India’s government heavily subsidizes its sugar industry, which is in crisis.
With such sweet incentives from India’s government, Indian farmers continue to grow the crop far in excess of what can be consumed at home. And with an equally huge glut of sugar in the global marketplace, India can’t sell its excess without additional government export subsidies, further distorting the market.
And while India is allowed to sell sugar to the U.S., there are quotas in place to prevent them from dumping artificially cheap sugar here and thus destabilizing our own sugar industry, which gets no direct subsidies from U.S. taxpayers. So now India is, literally, giving sugar away.
A “senior government official” told the Business Standard in New Delhi on August 11, 2015 that India is “looking at giving sugar as part of the aid programme to African nations.”
Sounds like India is trying to do something nice for Africa until you realize that many African nations also produce sugar and depend on sales to their neighbors. It will be hard for farmers in these developing nations to compete with a free sugar dump from the Indian government.
The Business Standard continued about India’s efforts…
“Although exports via normal route are not viable now due to sharp decline in global prices, the government is trying all options to push export of four million tonnes of surplus sugar to help cash-starved domestic mills make payment of dues over Rs 14,000 crore to cane farmers.
“The sugar industry is unable to make payment as it is facing severe liquidity crunch on account of surplus production that has resulted in low prices of sugar in domestic markets.
“Sugar output has exceeded domestic demand in the world’s second largest sugar producing country for the last five years and the trend is expected to continue in this marketing year (October-September) too.
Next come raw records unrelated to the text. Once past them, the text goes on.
//! Master side of one worker connection.
//!
//! The session walks the task plan with its own cursor. Each task is a
//! strict request/response exchange: send `task:<desc>`, then read exactly
//! one result line. Once the plan is exhausted the session sends `NO_TASK`
//! every heartbeat interval and never waits for a reply to it.

use std::sync::Arc;
use std::time::Duration;

use serde::Serialize;
use tokio::sync::broadcast;
use tracing::{debug, info, warn};

use crate::error::TransportError;
use crate::protocol::{LineConnection, Message};
use crate::scheduler::{Registry, WorkerId};
use crate::task::Task;

/// Counters for one finished session.
#[derive(Debug, Clone, Copy, Default, PartialEq, Eq, Serialize)]
pub struct SessionSummary {
    /// `task:` messages written.
    pub tasks_sent: u64,
    /// `Task completed` lines received.
    pub tasks_acknowledged: u64,
    /// `NO_TASK` heartbeats written.
    pub heartbeats: u64,
    /// Lines that were not the expected acknowledgment.
    pub unexpected_lines: u64,
}

/// One worker connection, owned exclusively by its session task.
pub struct MasterSession {
    worker_id: WorkerId,
    connection: LineConnection,
    registry: Arc<Registry>,
    plan: Arc<[Task]>,
    cursor: usize,
    total_concurrency: usize,
    heartbeat_interval: Duration,
    shutdown_rx: broadcast::Receiver<()>,
    stopping: bool,
    summary: SessionSummary,
}

impl MasterSession {
    /// Creates a session for a worker that is already registered and has
    /// been sent its concurrency.
    pub fn new(
        worker_id: WorkerId,
        connection: LineConnection,
        registry: Arc<Registry>,
        plan: Arc<[Task]>,
        total_concurrency: usize,
        heartbeat_interval: Duration,
        shutdown_rx: broadcast::Receiver<()>,
    ) -> Self {
        Self {
            worker_id,
            connection,
            registry,
            plan,
            cursor: 0,
            total_concurrency,
            heartbeat_interval,
            shutdown_rx,
            stopping: false,
            summary: SessionSummary::default(),
        }
    }

    /// Drives the session until shutdown or a transport failure.
    ///
    /// The worker is removed from the registry however the session ends.
    pub async fn run(mut self) -> Result<SessionSummary, TransportError> {
        info!(
            worker_id = %self.worker_id,
            peer = %self.connection.peer(),
            planned_tasks = self.plan.len(),
            "Session started"
        );

        let result = self.drive().await;
        self.registry
            .remove_worker(self.worker_id, self.total_concurrency)
            .await;

        match &result {
            Ok(summary) => info!(
                worker_id = %self.worker_id,
                tasks_sent = summary.tasks_sent,
                heartbeats = summary.heartbeats,
                "Session stopped"
            ),
            Err(e) => debug!(
                worker_id = %self.worker_id,
                error = %e,
                tasks_sent = self.summary.tasks_sent,
                "Session ended"
            ),
        }

        result
    }

    async fn drive(&mut self) -> Result<SessionSummary, TransportError> {
        while !self.shutdown_requested() {
            match self.plan.get(self.cursor).cloned() {
                Some(task) => {
                    self.cursor += 1;
                    self.dispatch(task).await?;
                }
                None => {
                    self.connection.send(&Message::NoTask).await?;
                    self.summary.heartbeats += 1;
                    self.idle().await?;
                }
            }
        }

        Ok(self.summary)
    }

    /// Sends one task and reads its result line.
    async fn dispatch(&mut self, task: Task) -> Result<(), TransportError> {
        debug!(worker_id = %self.worker_id, task = %task, "Sending task");
        self.connection.send(&Message::Task(task.clone())).await?;
        self.summary.tasks_sent += 1;

        let line = self.connection.receive().await?;
        match Message::parse(&line) {
            Ok(Message::TaskCompleted) => {
                self.summary.tasks_acknowledged += 1;
                debug!(worker_id = %self.worker_id, task = %task, "Task acknowledged");
            }
            Ok(other) => {
                self.summary.unexpected_lines += 1;
                warn!(
                    worker_id = %self.worker_id,
                    message = %other,
                    "Expected task acknowledgment"
                );
            }
            Err(e) => {
                self.summary.unexpected_lines += 1;
                warn!(worker_id = %self.worker_id, error = %e, "Invalid result line");
            }
        }

        Ok(())
    }

    /// Waits out one heartbeat interval while watching the connection.
    async fn idle(&mut self) -> Result<(), TransportError> {
        let pause = tokio::time::sleep(self.heartbeat_interval);
        tokio::pin!(pause);

        loop {
            tokio::select! {
                _ = &mut pause => return Ok(()),
                _ = self.shutdown_rx.recv() => {
                    self.stopping = true;
                    return Ok(());
                }
                line = self.connection.next_line() => {
                    let line = line?;
                    self.summary.unexpected_lines += 1;
                    warn!(
                        worker_id = %self.worker_id,
                        line = %line.trim(),
                        "Unexpected line while idle"
                    );
                }
            }
        }
    }

    fn shutdown_requested(&mut self) -> bool {
        if !self.stopping {
            match self.shutdown_rx.try_recv() {
                Ok(())
                | Err(broadcast::error::TryRecvError::Closed)
                | Err(broadcast::error::TryRecvError::Lagged(_)) => {
                    debug!(worker_id = %self.worker_id, "Session received shutdown signal");
                    self.stopping = true;
                }
                Err(broadcast::error::TryRecvError::Empty) => {}
            }
        }
        self.stopping
    }
}

#[cfg(test)]
mod tests {
    use super::*;
    use tokio::net::TcpListener;

    struct Harness {
        registry: Arc<Registry>,
        worker_id: WorkerId,
        peer: LineConnection,
        session: MasterSession,
        shutdown_tx: broadcast::Sender<()>,
    }

    async fn harness(plan: Vec<Task>, heartbeat: Duration, read_timeout: Duration) -> Harness {
        let listener = TcpListener::bind("127.0.0.1:0").await.unwrap();
        let addr = listener.local_addr().unwrap().to_string();
        let (peer, accepted) = tokio::join!(LineConnection::connect(&addr), listener.accept());
        let (stream, peer_addr) = accepted.unwrap();

        let registry = Arc::new(Registry::new());
        let assignment = registry.add_worker(peer_addr, 4).await;
        let (shutdown_tx, shutdown_rx) = broadcast::channel(1);

        let connection = LineConnection::new(stream)
            .unwrap()
            .with_read_timeout(Some(read_timeout));
        let session = MasterSession::new(
            assignment.id,
            connection,
            Arc::clone(&registry),
            plan.into(),
            4,
            heartbeat,
            shutdown_rx,
        );

        Harness {
            registry,
            worker_id: assignment.id,
            peer: peer.unwrap(),
            session,
            shutdown_tx,
        }
    }

    #[tokio::test]
    async fn test_tasks_then_heartbeats() {
        let h = harness(
            vec![Task::new("GET http://a"), Task::new("GET http://b")],
            Duration::from_millis(30),
            Duration::from_secs(5),
        )
        .await;
        let mut peer = h.peer;
        let handle = tokio::spawn(h.session.run());

        assert_eq!(peer.receive().await.unwrap(), "task:GET http://a");
        peer.send(&Message::TaskCompleted).await.unwrap();
        assert_eq!(peer.receive().await.unwrap(), "task:GET http://b");
        peer.send(&Message::TaskCompleted).await.unwrap();
        assert_eq!(peer.receive().await.unwrap(), "NO_TASK");
        assert_eq!(peer.receive().await.unwrap(), "NO_TASK");

        h.shutdown_tx.send(()).unwrap();
        let summary = handle.await.unwrap().unwrap();
        assert_eq!(summary.tasks_sent, 2);
        assert_eq!(summary.tasks_acknowledged, 2);
        assert!(summary.heartbeats >= 2);
        assert!(h.registry.is_empty().await);
    }

    #[tokio::test]
    async fn test_bad_result_line_keeps_session_alive() {
        let h = harness(
            vec![Task::new("GET http://a")],
            Duration::from_millis(30),
            Duration::from_secs(5),
        )
        .await;
        let mut peer = h.peer;
        let handle = tokio::spawn(h.session.run());

        assert_eq!(peer.receive().await.unwrap(), "task:GET http://a");
        peer.send(&Message::NoTask).await.unwrap();
        assert_eq!(peer.receive().await.unwrap(), "NO_TASK");

        h.shutdown_tx.send(()).unwrap();
        let summary = handle.await.unwrap().unwrap();
        assert_eq!(summary.tasks_acknowledged, 0);
        assert_eq!(summary.unexpected_lines, 1);
    }

    #[tokio::test]
    async fn test_disconnect_while_idle_deregisters_worker() {
        let h = harness(Vec::new(), Duration::from_secs(30), Duration::from_secs(5)).await;
        let mut peer = h.peer;
        let registry = Arc::clone(&h.registry);
        let worker_id = h.worker_id;
        let handle = tokio::spawn(h.session.run());

        assert_eq!(peer.receive().await.unwrap(), "NO_TASK");
        peer.close().await.unwrap();

        let result = tokio::time::timeout(Duration::from_secs(5), handle)
            .await
            .unwrap()
            .unwrap();
        assert!(matches!(result, Err(TransportError::Closed)));
        assert!(!registry.inspect().await.iter().any(|w| w.id == worker_id));
    }

    #[tokio::test]
    async fn test_oversized_line_while_idle_ends_session() {
        let h = harness(Vec::new(), Duration::from_secs(30), Duration::from_secs(5)).await;
        let mut peer = h.peer;
        let registry = Arc::clone(&h.registry);
        let handle = tokio::spawn(h.session.run());

        assert_eq!(peer.receive().await.unwrap(), "NO_TASK");
        let oversized = "a".repeat(crate::protocol::MAX_LINE_BYTES);
        let sender = tokio::spawn(async move {
            // The session may hang up before the whole line is written.
            let _ = peer.send(&Message::Task(Task::new(oversized))).await;
            peer
        });

        let result = tokio::time::timeout(Duration::from_secs(5), handle)
            .await
            .unwrap()
            .unwrap();
        assert!(matches!(result, Err(TransportError::LineTooLong { .. })));
        assert!(registry.is_empty().await);
        drop(sender.await.unwrap());
    }

    #[tokio::test]
    async fn test_missing_result_times_out() {
        let h = harness(
            vec![Task::new("GET http://a")],
            Duration::from_secs(30),
            Duration::from_millis(50),
        )
        .await;
        let mut peer = h.peer;
        let handle = tokio::spawn(h.session.run());

        assert_eq!(peer.receive().await.unwrap(), "task:GET http://a");
        let result = handle.await.unwrap();
        assert!(matches!(result, Err(TransportError::Timeout(_))));
        assert!(h.registry.is_empty().await);
    }
}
“The country is estimated to produce 28 million tonne sugar in 2014-15 marketing year, against annual demand of 24.8 million tonne. There is still surplus stock of 10 million tonne in the country.”
As long as the Indian government continues to prop up and incentivize sugar production despite the ongoing glut of the commodity, the global price of sugar will continue to be distorted when it comes to American farmers who operate without such direct government assistance.
Only by eliminating all government subsidies and support programs among all sugar-producing countries simultaneously will a true free market in sugar be possible.